◆ Record excerpts ◆
-- Opening Marker --

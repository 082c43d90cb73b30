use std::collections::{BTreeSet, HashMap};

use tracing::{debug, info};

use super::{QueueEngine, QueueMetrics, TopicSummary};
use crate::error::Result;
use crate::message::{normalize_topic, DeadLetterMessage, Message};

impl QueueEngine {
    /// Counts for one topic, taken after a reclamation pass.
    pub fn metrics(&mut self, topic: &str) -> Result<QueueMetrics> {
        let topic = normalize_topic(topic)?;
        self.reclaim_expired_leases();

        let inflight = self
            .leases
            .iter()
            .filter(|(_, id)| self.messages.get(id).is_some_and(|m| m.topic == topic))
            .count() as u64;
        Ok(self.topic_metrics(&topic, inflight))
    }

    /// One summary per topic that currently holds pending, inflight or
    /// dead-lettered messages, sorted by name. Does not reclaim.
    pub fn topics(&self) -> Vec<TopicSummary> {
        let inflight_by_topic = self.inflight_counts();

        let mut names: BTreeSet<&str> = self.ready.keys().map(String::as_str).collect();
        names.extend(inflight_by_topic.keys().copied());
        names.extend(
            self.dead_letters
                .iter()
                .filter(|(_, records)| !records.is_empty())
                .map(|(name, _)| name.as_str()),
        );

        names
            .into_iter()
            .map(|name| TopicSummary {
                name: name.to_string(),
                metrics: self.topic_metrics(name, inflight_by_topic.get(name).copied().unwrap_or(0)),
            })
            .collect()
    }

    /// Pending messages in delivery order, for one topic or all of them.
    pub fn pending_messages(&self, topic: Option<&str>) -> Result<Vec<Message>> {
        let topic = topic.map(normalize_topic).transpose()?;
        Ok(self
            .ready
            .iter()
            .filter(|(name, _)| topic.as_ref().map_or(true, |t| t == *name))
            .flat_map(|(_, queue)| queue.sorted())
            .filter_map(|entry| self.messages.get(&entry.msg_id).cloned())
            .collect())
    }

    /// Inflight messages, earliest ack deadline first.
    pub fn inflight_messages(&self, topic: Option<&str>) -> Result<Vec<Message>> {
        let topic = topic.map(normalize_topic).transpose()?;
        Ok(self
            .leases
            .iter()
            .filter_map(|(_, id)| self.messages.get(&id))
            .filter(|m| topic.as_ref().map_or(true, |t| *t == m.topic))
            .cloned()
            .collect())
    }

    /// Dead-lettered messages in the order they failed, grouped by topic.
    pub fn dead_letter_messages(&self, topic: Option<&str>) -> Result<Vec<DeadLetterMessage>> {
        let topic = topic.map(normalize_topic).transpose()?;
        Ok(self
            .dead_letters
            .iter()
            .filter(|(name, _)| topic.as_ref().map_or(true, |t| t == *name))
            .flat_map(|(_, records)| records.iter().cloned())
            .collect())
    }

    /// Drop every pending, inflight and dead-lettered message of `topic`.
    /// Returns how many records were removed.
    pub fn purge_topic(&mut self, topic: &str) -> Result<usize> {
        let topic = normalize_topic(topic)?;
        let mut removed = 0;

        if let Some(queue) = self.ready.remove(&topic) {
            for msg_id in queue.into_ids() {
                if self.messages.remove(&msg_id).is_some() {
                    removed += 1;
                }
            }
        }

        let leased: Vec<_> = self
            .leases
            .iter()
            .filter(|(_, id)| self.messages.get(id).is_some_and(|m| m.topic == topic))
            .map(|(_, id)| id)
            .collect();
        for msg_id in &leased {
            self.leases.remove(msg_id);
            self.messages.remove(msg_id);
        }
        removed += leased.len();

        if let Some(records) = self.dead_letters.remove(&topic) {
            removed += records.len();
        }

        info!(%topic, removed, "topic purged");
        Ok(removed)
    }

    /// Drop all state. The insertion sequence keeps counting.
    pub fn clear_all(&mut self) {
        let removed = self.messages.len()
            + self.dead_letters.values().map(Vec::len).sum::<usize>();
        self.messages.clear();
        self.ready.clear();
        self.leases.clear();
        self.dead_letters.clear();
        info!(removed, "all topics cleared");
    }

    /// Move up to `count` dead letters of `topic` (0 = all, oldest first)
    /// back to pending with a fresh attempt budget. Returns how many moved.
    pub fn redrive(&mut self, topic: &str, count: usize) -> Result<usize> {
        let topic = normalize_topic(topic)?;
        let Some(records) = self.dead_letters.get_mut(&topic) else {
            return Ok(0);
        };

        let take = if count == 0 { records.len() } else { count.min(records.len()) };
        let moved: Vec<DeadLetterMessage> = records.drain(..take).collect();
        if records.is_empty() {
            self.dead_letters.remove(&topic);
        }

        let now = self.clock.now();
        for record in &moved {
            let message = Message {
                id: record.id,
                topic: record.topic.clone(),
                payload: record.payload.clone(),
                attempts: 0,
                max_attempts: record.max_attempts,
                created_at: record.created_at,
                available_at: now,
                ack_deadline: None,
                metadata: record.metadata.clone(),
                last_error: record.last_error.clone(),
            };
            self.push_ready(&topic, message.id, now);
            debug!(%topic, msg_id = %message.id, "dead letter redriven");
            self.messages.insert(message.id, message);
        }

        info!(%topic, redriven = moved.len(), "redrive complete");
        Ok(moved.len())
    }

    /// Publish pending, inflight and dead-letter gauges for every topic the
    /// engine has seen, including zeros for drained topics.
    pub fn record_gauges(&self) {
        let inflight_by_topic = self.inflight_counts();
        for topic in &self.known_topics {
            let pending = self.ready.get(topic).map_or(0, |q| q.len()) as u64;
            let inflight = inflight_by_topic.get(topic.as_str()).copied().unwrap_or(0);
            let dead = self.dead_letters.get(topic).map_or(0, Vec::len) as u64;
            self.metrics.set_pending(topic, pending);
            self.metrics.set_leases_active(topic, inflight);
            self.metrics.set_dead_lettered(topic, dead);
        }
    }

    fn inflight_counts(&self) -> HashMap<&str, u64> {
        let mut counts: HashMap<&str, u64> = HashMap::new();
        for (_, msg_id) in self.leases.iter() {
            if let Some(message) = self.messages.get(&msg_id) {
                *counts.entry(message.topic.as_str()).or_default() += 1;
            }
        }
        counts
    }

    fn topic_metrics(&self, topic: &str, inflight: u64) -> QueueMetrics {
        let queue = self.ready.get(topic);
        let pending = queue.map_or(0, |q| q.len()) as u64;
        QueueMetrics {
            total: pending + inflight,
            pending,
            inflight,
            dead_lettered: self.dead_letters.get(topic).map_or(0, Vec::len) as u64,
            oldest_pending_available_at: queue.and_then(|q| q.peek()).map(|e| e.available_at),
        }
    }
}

-- Closing Marker --

◆ Directions ◆
Copy each line of the listing in which the word "else" can be found.

◆ Expected answer ◆
        let Some(records) = self.dead_letters.get_mut(&topic) else {
        let take = if count == 0 { records.len() } else { count.min(records.len()) };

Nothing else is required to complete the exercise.